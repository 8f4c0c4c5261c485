// Arabic-script boundary: letter tables plus the glottal-stop marker rules.
//
// The Arabic script writes a marker letter (U+0626) before a word-initial
// vowel and between two adjacent vowels. The Latin and Cyrillic scripts have
// no such letter, so it is synthesized on the way into the Arabic script and
// removed on the way out.
//
// Known limitation: loanwords such as "cuñxua" are written without a marker
// between the final two vowels in the Arabic script. The insertion rule does
// not special-case them and produces "جۇڭخۇئا".

use regex::Regex;

use ugscript_core::ConversionOptions;
use ugscript_core::character::{
    APOSTROPHE, GLOTTAL_STOP, is_consonant, is_letter, is_vowel, letter_class, vowel_class,
};

use crate::substitution::{TableError, TokenTable};

/// Conversions between Common Turkic and the Arabic script.
#[derive(Debug, Clone)]
pub struct ArabicBoundary {
    /// CTS letters to Arabic letters.
    outbound: TokenTable,
    /// Arabic letters to CTS letters.
    inbound: TokenTable,
    /// An apostrophe between two letters (or markers).
    separating_apostrophe: Regex,
    /// A marker at the start of a word.
    word_initial_marker: Regex,
    /// A marker right after a vowel.
    marker_after_vowel: Regex,
}

impl ArabicBoundary {
    /// Build the boundary from a CTS -> Arabic letter table.
    pub fn new(outbound: TokenTable) -> Result<Self, TableError> {
        let inbound = outbound.reversed();
        let letters = format!("[{}{GLOTTAL_STOP}]", letter_class());
        Ok(Self {
            outbound,
            inbound,
            separating_apostrophe: Regex::new(&format!("({letters}){APOSTROPHE}({letters})"))?,
            word_initial_marker: Regex::new(&format!(r"(\s|^){GLOTTAL_STOP}(\w+)"))?,
            marker_after_vowel: Regex::new(&format!("([{}]){GLOTTAL_STOP}", vowel_class()))?,
        })
    }

    /// Common Turkic -> Arabic script.
    pub fn to_arabic(&self, text: &str, options: ConversionOptions) -> String {
        let marked = insert_glottal_stops(text, options);
        if options.apostrophe {
            let collapsed = self.separating_apostrophe.replace_all(&marked, "${1}${2}");
            self.outbound.apply(&collapsed)
        } else {
            let converted = self.outbound.apply(&marked);
            converted.replace(&format!("{APOSTROPHE}{GLOTTAL_STOP}"), "")
        }
    }

    /// Arabic script -> Common Turkic.
    pub fn from_arabic(&self, text: &str, options: ConversionOptions) -> String {
        let converted = self.inbound.apply(text);
        self.remove_glottal_stops(&converted, options)
    }

    /// Drop or rewrite the markers left in CTS text by the inbound table.
    ///
    /// 1. A marker that starts a word is dropped.
    /// 2. Without the apostrophe regime, a marker after a vowel is dropped.
    /// 3. Any marker still left becomes an apostrophe.
    pub fn remove_glottal_stops(&self, text: &str, options: ConversionOptions) -> String {
        let mut text = self.word_initial_marker.replace_all(text, "${1}${2}").into_owned();
        if !options.apostrophe {
            text = self.marker_after_vowel.replace_all(&text, "${1}").into_owned();
        }
        text.replace(GLOTTAL_STOP, &APOSTROPHE.to_string())
    }
}

/// Put a marker before every vowel that needs one.
///
/// The preceding character is read from the input text, not from the output
/// being built, so an inserted marker never changes the decision for the
/// next vowel. A vowel at the start of the text always qualifies.
///
/// - Non-apostrophe regime: the vowel qualifies unless a consonant precedes it.
/// - Apostrophe regime: the vowel qualifies unless any letter precedes it.
pub fn insert_glottal_stops(text: &str, options: ConversionOptions) -> String {
    let blocks: fn(char) -> bool = if options.apostrophe { is_letter } else { is_consonant };
    let mut out = String::with_capacity(text.len() + text.len() / 2);
    let mut prev: Option<char> = None;
    for c in text.chars() {
        if is_vowel(c) && !prev.is_some_and(blocks) {
            out.push(GLOTTAL_STOP);
        }
        out.push(c);
        prev = Some(c);
    }
    out
}

#[cfg(test)]
mod tests {
    use super::*;
    use crate::tables::{ARABIC_LETTERS, CTS_LETTERS};

    const PLAIN: ConversionOptions = ConversionOptions::new(false);
    const APOS: ConversionOptions = ConversionOptions::new(true);

    fn boundary() -> ArabicBoundary {
        ArabicBoundary::new(TokenTable::new(CTS_LETTERS, ARABIC_LETTERS).unwrap()).unwrap()
    }

    fn markers(s: &str) -> usize {
        s.chars().filter(|&c| c == GLOTTAL_STOP).count()
    }

    // -- insertion --

    #[test]
    fn insert_at_word_start() {
        assert_eq!(insert_glottal_stops("at", PLAIN), "\u{0626}at");
        assert_eq!(insert_glottal_stops("at", APOS), "\u{0626}at");
    }

    #[test]
    fn insert_between_vowels_without_apostrophe() {
        assert_eq!(insert_glottal_stops("ail", PLAIN), "\u{0626}a\u{0626}il");
    }

    #[test]
    fn no_insert_between_vowels_with_apostrophe() {
        assert_eq!(insert_glottal_stops("ail", APOS), "\u{0626}ail");
    }

    #[test]
    fn insert_after_explicit_apostrophe() {
        assert_eq!(insert_glottal_stops("a'i", APOS), "\u{0626}a'\u{0626}i");
        assert_eq!(insert_glottal_stops("a'i", PLAIN), "\u{0626}a'\u{0626}i");
    }

    #[test]
    fn no_insert_after_consonant() {
        assert_eq!(insert_glottal_stops("bala", PLAIN), "bala");
        assert_eq!(insert_glottal_stops("bala", APOS), "bala");
    }

    #[test]
    fn insert_after_whitespace() {
        assert_eq!(insert_glottal_stops("men ismim", PLAIN), "men \u{0626}ismim");
    }

    #[test]
    fn empty_text() {
        assert_eq!(insert_glottal_stops("", PLAIN), "");
    }

    // -- to_arabic --

    #[test]
    fn to_arabic_word_initial_vowel() {
        assert_eq!(boundary().to_arabic("at", PLAIN), "ئات");
    }

    #[test]
    fn to_arabic_vowel_pair() {
        let out = boundary().to_arabic("ail", PLAIN);
        assert_eq!(out, "ئائىل");
        assert_eq!(markers(&out), 2);
        // The second marker sits between the two vowel letters.
        let chars: Vec<char> = out.chars().collect();
        assert_eq!(chars[2], GLOTTAL_STOP);
    }

    #[test]
    fn to_arabic_apostrophe_regime_collapses_apostrophe() {
        assert_eq!(boundary().to_arabic("ma'arip", APOS), "مائارىپ");
        assert_eq!(boundary().to_arabic("maarip", APOS), "ماارىپ");
    }

    #[test]
    fn to_arabic_plain_regime_drops_apostrophe_marker_pair() {
        assert_eq!(boundary().to_arabic("sün'iy", PLAIN), "سۈنىي");
    }

    #[test]
    fn to_arabic_loanword_is_not_special_cased() {
        assert_eq!(boundary().to_arabic("cuñxua", PLAIN), "جۇڭخۇئا");
    }

    // -- from_arabic --

    #[test]
    fn from_arabic_drops_word_initial_marker() {
        assert_eq!(boundary().from_arabic("ئات", PLAIN), "at");
        assert_eq!(boundary().from_arabic("ئالما، ئانار؟", PLAIN), "alma, anar?");
    }

    #[test]
    fn from_arabic_word_initial_non_ascii_vowel() {
        assert_eq!(boundary().from_arabic("ئېلىم", PLAIN), "élim");
    }

    #[test]
    fn from_arabic_plain_regime_drops_marker_after_vowel() {
        assert_eq!(boundary().from_arabic("ئائىل", PLAIN), "ail");
        assert_eq!(boundary().from_arabic("مائارىپ", PLAIN), "maarip");
    }

    #[test]
    fn from_arabic_apostrophe_regime_keeps_marker_as_apostrophe() {
        assert_eq!(boundary().from_arabic("مائارىپ", APOS), "ma'arip");
    }

    #[test]
    fn from_arabic_marker_after_consonant_becomes_apostrophe() {
        assert_eq!(boundary().from_arabic("سۈنئىي", PLAIN), "sün'iy");
        assert_eq!(boundary().from_arabic("سۈنئىي", APOS), "sün'iy");
    }

    #[test]
    fn vowel_pair_round_trip() {
        let b = boundary();
        assert_eq!(b.from_arabic(&b.to_arabic("ail", PLAIN), PLAIN), "ail");
        assert_eq!(b.from_arabic(&b.to_arabic("ma'arip", APOS), APOS), "ma'arip");
    }
}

**What is expected**
The lines from the beginning of the records through the line containing "without a marker" should be reproduced exactly. Include nothing else.

**Expected output**
repository 8f4c0c4c5261c485
// Arabic-script boundary: letter tables plus the glottal-stop marker rules.
//
// The Arabic script writes a marker letter (U+0626) before a word-initial
// vowel and between two adjacent vowels. The Latin and Cyrillic scripts have
// no such letter, so it is synthesized on the way into the Arabic script and
// removed on the way out.
//
// Known limitation: loanwords such as "cuñxua" are written without a marker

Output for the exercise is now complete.